Committee to work on reforming Mobile’s historic preservation rules

In an effort to reform the city’s historic preservation law, Mobile City Council on Tuesday introduced an ordinance in favor of creating a committee to study the issue.

On Tuesday, the Mobile City Council voted to delay action to reform the Mobile Historic Development Commission (MHDC) by a month to try to find a compromise between the city’s current law and state regulations.

“I ask those in the heritage conservation community, within MHDC and everyone else, to be patient as we work through this process,” Councilor William Carroll, the key driver of this effort, said during the meeting.

Last week the council introduced an ordinance that would reduce the membership of the MHDC from around 80 to nine by eliminating the seats filled by outside civic organizations. In addition, the ordinance would also give the mayor and council nominating authority for the MHDC and the city’s Architectural Review Board (ARB), which works with the MHDC to review buildings in the city’s seven historic neighborhoods.

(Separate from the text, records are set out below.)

// Table value representation
// A closed tagged variant shared by keys and values; absence is `Option`, there is no nil
mod lua_convert;
mod lua_table;
mod lua_value;

use std::any::Any;
use std::fmt;
use std::rc::Rc;

use smol_str::SmolStr;

use crate::lua_error::{LuaError, LuaResult};

pub use lua_convert::FromLua;
pub use lua_table::LuaTable;
pub use lua_value::{LuaValue, LuaValueKind};

/// Userdata - arbitrary Rust data stored as an opaque leaf
///
/// Compared and hashed by identity: two handles are equal only when they
/// point at the same allocation.
#[derive(Clone)]
pub struct LuaUserdata {
    data: Rc<dyn Any>,
}

impl LuaUserdata {
    pub fn new<T: Any>(data: T) -> Self {
        LuaUserdata {
            data: Rc::new(data),
        }
    }

    pub fn downcast_ref<T: Any>(&self) -> Option<&T> {
        self.data.downcast_ref::<T>()
    }

    pub fn is<T: Any>(&self) -> bool {
        self.data.is::<T>()
    }

    #[inline]
    pub fn ptr_eq(&self, other: &LuaUserdata) -> bool {
        self.addr() == other.addr()
    }

    #[inline]
    pub(crate) fn addr(&self) -> usize {
        Rc::as_ptr(&self.data) as *const () as usize
    }
}

impl fmt::Debug for LuaUserdata {
    fn fmt(&self, f: &mut fmt::Formatter<'_>) -> fmt::Result {
        write!(f, "Userdata(0x{:x})", self.addr())
    }
}

/// Normalize a key before it is stored.
///
/// Floats with an exact integer value address the same slot as the integer.
/// A key that is NaN, or a table holding NaN at any depth, is never equal to
/// itself, so it could not be found again and is rejected.
pub(crate) fn normalize_key(key: LuaValue) -> LuaResult<LuaValue> {
    match key {
        LuaValue::Float(n) if n.is_nan() => {
            Err(LuaError::precondition("table index is NaN"))
        }
        LuaValue::Float(_) => match key.as_integer() {
            Some(i) => Ok(LuaValue::Integer(i)),
            None => Ok(key),
        },
        LuaValue::Table(ref t) if holds_nan(t) => {
            Err(LuaError::precondition("table index contains a NaN value"))
        }
        _ => Ok(key),
    }
}

/// Search a table tree for a NaN value. Keys need no check, they were
/// normalized when stored.
fn holds_nan(root: &LuaTable) -> bool {
    let mut pending = vec![root];
    while let Some(table) = pending.pop() {
        for value in table.values() {
            match value {
                LuaValue::Float(n) if n.is_nan() => return true,
                LuaValue::Table(child) => pending.push(&**child),
                _ => {}
            }
        }
    }
    false
}

impl From<SmolStr> for LuaValue {
    #[inline]
    fn from(s: SmolStr) -> Self {
        LuaValue::String(s)
    }
}

#[cfg(test)]
mod value_tests {
    use super::*;

    #[test]
    fn test_normalize_integral_float_key() {
        let key = normalize_key(LuaValue::Float(2.0)).unwrap();
        assert!(matches!(key, LuaValue::Integer(2)));

        let key = normalize_key(LuaValue::Float(2.5)).unwrap();
        assert!(matches!(key, LuaValue::Float(n) if n == 2.5));
    }

    #[test]
    fn test_normalize_nan_key() {
        let err = normalize_key(LuaValue::Float(f64::NAN)).unwrap_err();
        assert!(matches!(err, LuaError::PreconditionViolation(_)));
    }

    #[test]
    fn test_normalize_table_key_with_nan() {
        let flat = LuaValue::from(LuaTable::from_values([f64::NAN]));
        assert!(matches!(normalize_key(flat), Err(LuaError::PreconditionViolation(_))));

        let mut inner = LuaTable::new();
        inner.set_str("x", f64::NAN);
        let deep = LuaValue::from(LuaTable::from_values([LuaValue::from(inner)]));
        assert!(matches!(normalize_key(deep), Err(LuaError::PreconditionViolation(_))));

        let clean = LuaValue::from(LuaTable::from_values([1.5]));
        assert!(normalize_key(clean).is_ok());
    }

    #[test]
    fn test_userdata_identity() {
        let a = LuaUserdata::new(5u32);
        let b = a.clone();
        let c = LuaUserdata::new(5u32);

        assert!(a.ptr_eq(&b));
        assert!(!a.ptr_eq(&c));
        assert_eq!(a.downcast_ref::<u32>(), Some(&5));
        assert!(a.is::<u32>());
        assert!(a.downcast_ref::<i64>().is_none());
    }
}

The changes were aimed at bringing Mobile into compliance with Alabama’s historic preservation laws. The City of Mobile Historic Preservation Ordinance, enacted in 1972 and revised in 2002, predates the Alabama State Historic Preservation Act, which was enacted in 1989.

But Caroll; represents District 2, which contains most of the city’s historic districts; says one of his worries is changing the city’s ordinance because it would make it harder for citizens to challenge ARB decisions. Under the current rules, citizens can lodge a complaint with the city council; Alabama law requires these appeals to go through the circuit court system.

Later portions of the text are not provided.